Task requirements
In the data below, find each line carrying the string "TrackStoreClient" and copy it out.

Data provided

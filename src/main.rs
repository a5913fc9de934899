//! Geofence alerts - proximity monitoring and alerting for transit vehicles
//!
//! Watches vehicle positions against configured geofences, estimates arrival
//! times and pushes classified alerts to WebSocket subscribers.
//!
//! Module structure:
//! - `domain/` - Core types (Geofence, VehicleLocation, EtaResult, Alert)
//! - `io/` - External interfaces (location store, routing, persistence, MQTT, HTTP/WS)
//! - `services/` - Business logic (ETA engine, ProximityMonitor, AlertDispatcher)
//! - `infra/` - Infrastructure (Config, Metrics)

use anyhow::Context;
use clap::Parser;
use geofence_alerts::infra::config::LocationStoreKind;
use geofence_alerts::infra::{Config, Metrics};
use geofence_alerts::io::{
    escalation_channel, start_http_server, AlertPersistence, AppState, EscalationChannel,
    GeofencePersistence, InMemoryAlertStore, InMemoryGeofences, InMemoryLocationStore,
    JsonFileGeofences, JsonlAlertStore, LocationStore, LogOnlyEscalation, MapboxRouting,
    MqttPublisher, RoutingProvider, TrackStoreClient,
};
use geofence_alerts::services::{
    AlertDispatcher, DispatcherSettings, EtaEngine, EtaSettings, GeofenceStore, MonitorSettings,
    ProximityMonitor, SubscriberRegistry,
};
use std::net::SocketAddr;
use std::sync::Arc;
use std::time::Duration;
use tokio::sync::watch;
use tracing::{error, info, warn};
use tracing_subscriber::fmt::time::UtcTime;
use tracing_subscriber::EnvFilter;

/// Geofence proximity alerting service
#[derive(Parser, Debug)]
#[command(name = "geofence-alerts", version, about)]
struct Args {
    /// Path to TOML configuration file (falls back to CONFIG_FILE, then config/dev.toml)
    #[arg(short, long)]
    config: Option<String>,
}

#[tokio::main]
async fn main() -> anyhow::Result<()> {
    // Default: INFO, use RUST_LOG=debug for per-vehicle decisions
    let filter = EnvFilter::try_from_default_env().unwrap_or_else(|_| EnvFilter::new("info"));

    tracing_subscriber::fmt()
        .with_env_filter(filter)
        .with_timer(UtcTime::rfc_3339())
        .with_target(false)
        .init();

    info!("geofence-alerts starting");

    let args = Args::parse();
    let config_path = args.config.unwrap_or_else(|| Config::resolve_config_path(&[]));
    let config = Config::load_from_path(&config_path);

    info!(
        config_file = %config.config_file(),
        bind_address = %config.bind_address(),
        http_port = %config.http_port(),
        check_interval_secs = %config.monitor().check_interval_secs,
        routing_enabled = %config.routing_enabled(),
        location_store = ?config.location_store().kind,
        geofence_file = ?config.geofence_file(),
        alerts_file = ?config.alerts_file(),
        escalation_enabled = %config.escalation().enabled,
        "config_loaded"
    );

    let (shutdown_tx, shutdown_rx) = watch::channel(false);
    let metrics = Arc::new(Metrics::new());

    // Location source
    let (locations, location_feed): (Arc<dyn LocationStore>, Option<Arc<InMemoryLocationStore>>) =
        match config.location_store().kind {
            LocationStoreKind::Memory => {
                let store = Arc::new(InMemoryLocationStore::new());
                (store.clone(), Some(store))
            }
            LocationStoreKind::Trackstore => {
                let store_config = config.location_store();
                let client = TrackStoreClient::new(
                    &store_config.url,
                    Duration::from_millis(store_config.timeout_ms),
                    store_config.max_in_flight,
                )
                .context("Failed to build trackstore client")?;
                (Arc::new(client), None)
            }
        };

    // Routing provider (absent means projection and historical fallbacks only)
    let routing: Option<Arc<dyn RoutingProvider>> = if config.routing_enabled() {
        let routing_config = config.routing();
        let api_key = routing_config.api_key.as_deref().unwrap_or_default();
        let provider = MapboxRouting::new(
            &routing_config.base_url,
            &routing_config.profile,
            api_key,
            Duration::from_millis(routing_config.timeout_ms),
        )
        .context("Failed to build routing client")?;
        Some(Arc::new(provider))
    } else {
        warn!("routing_disabled_using_fallbacks");
        None
    };

    // Geofences
    let geofence_backend: Arc<dyn GeofencePersistence> = match config.geofence_file() {
        Some(path) => Arc::new(
            JsonFileGeofences::open(path)
                .await
                .with_context(|| format!("Failed to open geofence file {path}"))?,
        ),
        None => Arc::new(InMemoryGeofences::new()),
    };
    let geofences = Arc::new(GeofenceStore::new(geofence_backend));
    let seeded = geofences.seed(config.geofence_seeds()).await.context("Failed to seed geofences")?;
    info!(seeded = %seeded, "geofences_seeded");

    // Alert persistence
    let alert_store: Arc<dyn AlertPersistence> = match config.alerts_file() {
        Some(path) => Arc::new(JsonlAlertStore::new(path)),
        None => Arc::new(InMemoryAlertStore::new()),
    };

    // Escalation channel and MQTT publisher (if enabled)
    let mut background = Vec::new();
    let escalation: Arc<dyn EscalationChannel> = if config.escalation().enabled {
        let (channel, escalation_rx) = escalation_channel(config.escalation().queue_size);
        let publisher = MqttPublisher::new(config.escalation(), escalation_rx);
        let publisher_shutdown = shutdown_rx.clone();
        background.push(tokio::spawn(async move {
            publisher.run(publisher_shutdown).await;
        }));
        Arc::new(channel)
    } else {
        Arc::new(LogOnlyEscalation)
    };

    let registry = Arc::new(SubscriberRegistry::new(config.subscriber_buffer(), metrics.clone()));
    let engine = Arc::new(EtaEngine::new(
        EtaSettings::from_config(&config),
        locations.clone(),
        geofences.clone(),
        routing,
        metrics.clone(),
    ));
    let dispatcher = Arc::new(AlertDispatcher::new(
        DispatcherSettings::from_config(&config),
        alert_store,
        registry.clone(),
        escalation,
        metrics.clone(),
    ));
    let monitor = Arc::new(ProximityMonitor::new(
        MonitorSettings::from_config(&config),
        locations,
        geofences.clone(),
        engine.clone(),
        dispatcher.clone(),
        metrics.clone(),
    ));

    let pruner = dispatcher.clone();
    let pruner_shutdown = shutdown_rx.clone();
    background.push(tokio::spawn(async move {
        pruner.run_pruner(pruner_shutdown).await;
    }));

    let monitor_task = monitor.clone();
    let monitor_shutdown = shutdown_rx.clone();
    background.push(tokio::spawn(async move {
        monitor_task.run(monitor_shutdown).await;
    }));

    // HTTP API, metrics and the WebSocket feed
    let addr: SocketAddr = format!("{}:{}", config.bind_address(), config.http_port())
        .parse()
        .with_context(|| format!("Invalid bind address {}", config.bind_address()))?;
    let state = AppState {
        geofences,
        engine,
        dispatcher,
        registry,
        monitor,
        metrics,
        location_feed,
        heartbeat: Duration::from_secs(config.heartbeat_secs().max(1)),
    };
    let http_shutdown = shutdown_rx.clone();
    background.push(tokio::spawn(async move {
        if let Err(e) = start_http_server(addr, state, http_shutdown).await {
            error!(error = %e, "http_server_error");
        }
    }));

    tokio::signal::ctrl_c().await.context("Failed to listen for shutdown signal")?;
    info!("shutdown_signal_received");
    let _ = shutdown_tx.send(true);

    let grace = Duration::from_secs(config.monitor().shutdown_grace_secs.max(1));
    if tokio::time::timeout(grace, futures_util::future::join_all(background)).await.is_err() {
        warn!(grace_secs = %grace.as_secs(), "shutdown_grace_elapsed");
    }

    info!("geofence-alerts shutdown complete");
    Ok(())
}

Response to this task
    MqttPublisher, RoutingProvider, TrackStoreClient,
                let client = TrackStoreClient::new(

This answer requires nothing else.